Liking Your Clients' Work

I think one of the biggest fears/paranoias of authors is what happens next. I was recently asked how I handle a client’s next project if I don’t like it. Do I simply send it out anyway, do I throw the client to the curb and how does that project come about?

First things first. I like to stay in regular communication with my clients, and if all goes well I should rarely be surprised. In other words, my hope is that before my clients start any project we have a conversation about it. We talk about the idea, the execution, and the author’s vision as well as my own. If we both agree that it seems like a viable project, then she’ll move forward and start writing. And yes, there have been times, with some clients, that we’ve gone round after round in discussions about what happens next, not disagreeably, just trying to find the right fit.

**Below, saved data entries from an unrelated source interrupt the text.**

use crate::{
    channel::KeyPair,
    machine::{AnnouncedModeAndTerms, Input, Notification},
    protocol::messages::{BuyerTerms, PieceData, SellerTerms},
};

use super::{
    callbacks::BuyingCallbacks,
    error::{PeerNotReadyCause, SessionError},
    piece::{Piece, PieceInformation, PieceState},
    seller::Seller,
    BuyingState, Ctx, DisconnectCause, SessionState,
};

/// Most piece requests in flight per seller before waiting for arrivals.
pub const MAX_CONCURRENT_REQUESTS: usize = 4;

/// Everything the client commits to one seller when handing over the
/// signed funding transaction.
#[derive(Debug, Clone, Copy)]
pub struct StartDownloadInformation {
    /// Index of this seller's commitment output in the funding transaction.
    pub output_index: u32,
    /// Buyer channel key pair for this commitment.
    pub buyer_contract_keypair: KeyPair,
    /// Hash refunded settlement funds are paid to.
    pub buyer_final_pk_hash: PubkeyHash,
    /// Channel value locked in the commitment.
    pub value: Amount,
    /// Seller terms the client committed against.
    pub seller_terms: SellerTerms,
}

pub(crate) struct Buying<Id> {
    callbacks: BuyingCallbacks<Id>,
    state: BuyingState,
    terms: BuyerTerms,
    sellers: HashMap<Id, Seller<Id>>,
    pieces: Vec<Piece<Id>>,
    // drives completion detection
    number_of_missing_pieces: u32,
    max_time_to_service_piece: Duration,
}
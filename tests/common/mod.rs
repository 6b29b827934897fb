//! Shared fixtures for the olive-prices integration tests.

#![allow(dead_code)]

use std::fs;
use std::path::PathBuf;

use chrono::NaiveDate;
use olive_prices::{merge, Grade, PriceRecord, Store};

/// Two days of quotations, including a noise line and a market-closed notice.
pub const SAMPLE_TEXT: &str = "\
26-08-2025
Aceite de oliva virgen extra ... 3,833 €
Aceite de oliva virgen ... 3,250 €
Aceite de oliva lampante ... 3,100 €
Sin cierre de operaciones
27-08-2025
Aceite de oliva virgen extra ... 3,900 €
";

pub fn date(s: &str) -> NaiveDate {
    NaiveDate::parse_from_str(s, "%Y-%m-%d").unwrap()
}

pub fn record(d: &str, price: f64) -> PriceRecord {
    PriceRecord::new(date(d), price)
}

/// Build a store from `(grade, [(date, price)])` pairs.
pub fn store_with(entries: &[(Grade, &[(&str, f64)])]) -> Store {
    let mut store = Store::new();
    for (grade, points) in entries {
        let records = points.iter().map(|(d, p)| record(d, *p)).collect();
        store.replace(*grade, merge::merge_series(records));
    }
    store
}

/// Write `contents` to `name` inside a fresh temp dir.
///
/// Returns `(path, TempDir)`; keep the `TempDir` alive for the test.
pub fn write_temp(name: &str, contents: &str) -> (PathBuf, tempfile::TempDir) {
    let tmp_dir = tempfile::tempdir().unwrap();
    let path = tmp_dir.path().join(name);
    fs::write(&path, contents).unwrap();
    (path, tmp_dir)
}

pub fn assert_canonical(store: &Store) {
    for (grade, series) in store.iter() {
        assert!(series.is_strictly_ascending(), "{} is not strictly ascending", grade);
    }
}
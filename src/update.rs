//! Daily updater: merges one day's feed snapshot into a canonical store.

use std::collections::BTreeMap;

use chrono::NaiveDate;
use log::{debug, warn};

use crate::models::{DailySnapshot, Grade, PriceRecord, Store};
use crate::normalize::normalize_json;

/// What happened to one grade during an update.
#[derive(Debug, Clone, Copy, PartialEq)]
pub enum UpdateOutcome {
    /// A record with this price was appended.
    Added(f64),
    /// The series already had a record for the as-of date.
    AlreadyPresent,
    /// The snapshot carried no price for the grade.
    Missing,
    /// The snapshot price did not normalize within the bound.
    Rejected,
}

#[derive(Debug, Clone, PartialEq)]
pub struct UpdateReport {
    pub as_of: NaiveDate,
    pub outcomes: BTreeMap<Grade, UpdateOutcome>,
}

impl UpdateReport {
    /// True when at least one grade gained a record.
    pub fn changed(&self) -> bool {
        self.outcomes
            .values()
            .any(|o| matches!(o, UpdateOutcome::Added(_)))
    }

    pub fn added(&self) -> Vec<Grade> {
        self.outcomes
            .iter()
            .filter(|(_, o)| matches!(o, UpdateOutcome::Added(_)))
            .map(|(g, _)| *g)
            .collect()
    }
}

/// Append `as_of` records from `snapshot` to every grade that lacks one.
///
/// Running this twice with the same inputs leaves the store as after the
/// first run.
pub fn apply_snapshot(
    store: &mut Store,
    snapshot: &DailySnapshot,
    as_of: NaiveDate,
    upper_bound: f64,
) -> UpdateReport {
    let mut outcomes = BTreeMap::new();

    for grade in Grade::ALL {
        let outcome = update_grade(store, snapshot, grade, as_of, upper_bound);
        debug!("{} {}: {:?}", as_of, grade.key(), outcome);
        outcomes.insert(grade, outcome);
    }

    UpdateReport { as_of, outcomes }
}

fn update_grade(
    store: &mut Store,
    snapshot: &DailySnapshot,
    grade: Grade,
    as_of: NaiveDate,
    upper_bound: f64,
) -> UpdateOutcome {
    let series = store.get_mut(grade);
    if series.contains_date(as_of) {
        return UpdateOutcome::AlreadyPresent;
    }

    let Some(raw) = snapshot.raw_price(grade) else {
        return UpdateOutcome::Missing;
    };

    match normalize_json(raw, upper_bound) {
        Some(price) => {
            series.push_sorted(PriceRecord::new(as_of, price));
            UpdateOutcome::Added(price)
        }
        None => {
            warn!("{}: rejecting feed price {} for {}", as_of, raw, grade);
            UpdateOutcome::Rejected
        }
    }
}
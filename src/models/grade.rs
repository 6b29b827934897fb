use std::fmt;
use std::str::FromStr;

use serde::{Deserialize, Serialize};

use crate::config::GRADE_LABELS;

// ---------------------------------------------------------------------------
// Grade: the three tracked olive-oil quality categories
// ---------------------------------------------------------------------------

/// Olive-oil grade. Serializes as its display label, which is also the key
/// of the grade's series in the canonical file.
#[derive(Debug, Clone, Copy, PartialEq, Eq, PartialOrd, Ord, Hash, Serialize, Deserialize)]
#[serde(try_from = "String", into = "&'static str")]
pub enum Grade {
    VirgenExtra,
    Virgen,
    Lampante,
}

impl Grade {
    /// All grades in canonical order.
    pub const ALL: [Grade; 3] = [Grade::VirgenExtra, Grade::Virgen, Grade::Lampante];

    pub fn label(self) -> &'static str {
        match self {
            Grade::VirgenExtra => GRADE_LABELS[0],
            Grade::Virgen => GRADE_LABELS[1],
            Grade::Lampante => GRADE_LABELS[2],
        }
    }

    /// Short identifier used on the command line and by the chart front-end.
    pub fn key(self) -> &'static str {
        match self {
            Grade::VirgenExtra => "virgen_extra",
            Grade::Virgen => "virgen",
            Grade::Lampante => "lampante",
        }
    }

    /// Look up a grade by its exact display label.
    pub fn from_label(label: &str) -> Option<Grade> {
        Grade::ALL.into_iter().find(|g| g.label() == label)
    }
}

impl fmt::Display for Grade {
    fn fmt(&self, f: &mut fmt::Formatter<'_>) -> fmt::Result {
        f.write_str(self.label())
    }
}

impl From<Grade> for &'static str {
    fn from(grade: Grade) -> Self {
        grade.label()
    }
}

impl TryFrom<String> for Grade {
    type Error = String;

    fn try_from(value: String) -> Result<Self, Self::Error> {
        Grade::from_label(&value).ok_or_else(|| format!("unknown grade label: {}", value))
    }
}

/// Accepts either the display label or the short key (case-insensitive).
impl FromStr for Grade {
    type Err = String;

    fn from_str(s: &str) -> Result<Self, Self::Err> {
        let wanted = s.trim();
        Grade::ALL
            .into_iter()
            .find(|g| g.key().eq_ignore_ascii_case(wanted) || g.label().eq_ignore_ascii_case(wanted))
            .ok_or_else(|| format!("unknown grade: {}", s))
    }
}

But what happens if a client is hell-bent on a certain project that I’m just not as keen on or the project comes in and it isn’t at all what I envisioned. What do I do then? Well, you all know the answer to this by now. It depends.

It really depends on the client’s situation and what’s wrong with the book. Is the client published? Does she have an established career to consider and is the book just plain crap? No matter the case, I’m going to be as delicately honest as possible (at least I hope I’m delicate about it). My goal is to help my clients build careers, and sometimes that means saying things they don’t want to hear. If I think the book is salvageable I’ll definitely talk over revisions with the client. If not, the client and I, together, will come up with a plan on what to do next. Sometimes it’s the client who decides the project can’t be saved, and sometimes we are both amazed with what it ends up becoming.

If the author has not yet sold I have a little more leeway. I’m never going to send out a book I think is just terrible. This is my reputation we’re talking about, and my clients are depending on my reputation, but after some revisions and candid conversations, I may send out a book that a client thoroughly believes in even though I’m not sure. In these cases it’s usually less about it being a bad book or bad writing and more a disagreement on whether or not it will sell and, let’s be honest, sometimes you just don’t know, so it can’t hurt to try.

In terms of how long will I go, how many books will I “reject” before parting ways with a client, I don’t have a number. If a client is actively working on new projects and new ideas and I still believe she can do it, I’m willing to stick by her side. If for some reason I’ve learned that book one must have been some sort of anomaly and demons have taken over my client’s writing ability, I might, very kindly, suggest that maybe we’re no longer a good fit. Honestly though, I’ve never let a client go because I couldn’t sell her work. I have parted ways with clients because of a shift in writing—she might no longer be writing something I represent, or because, for whatever reason, there seems to be a loss of faith in the relationship.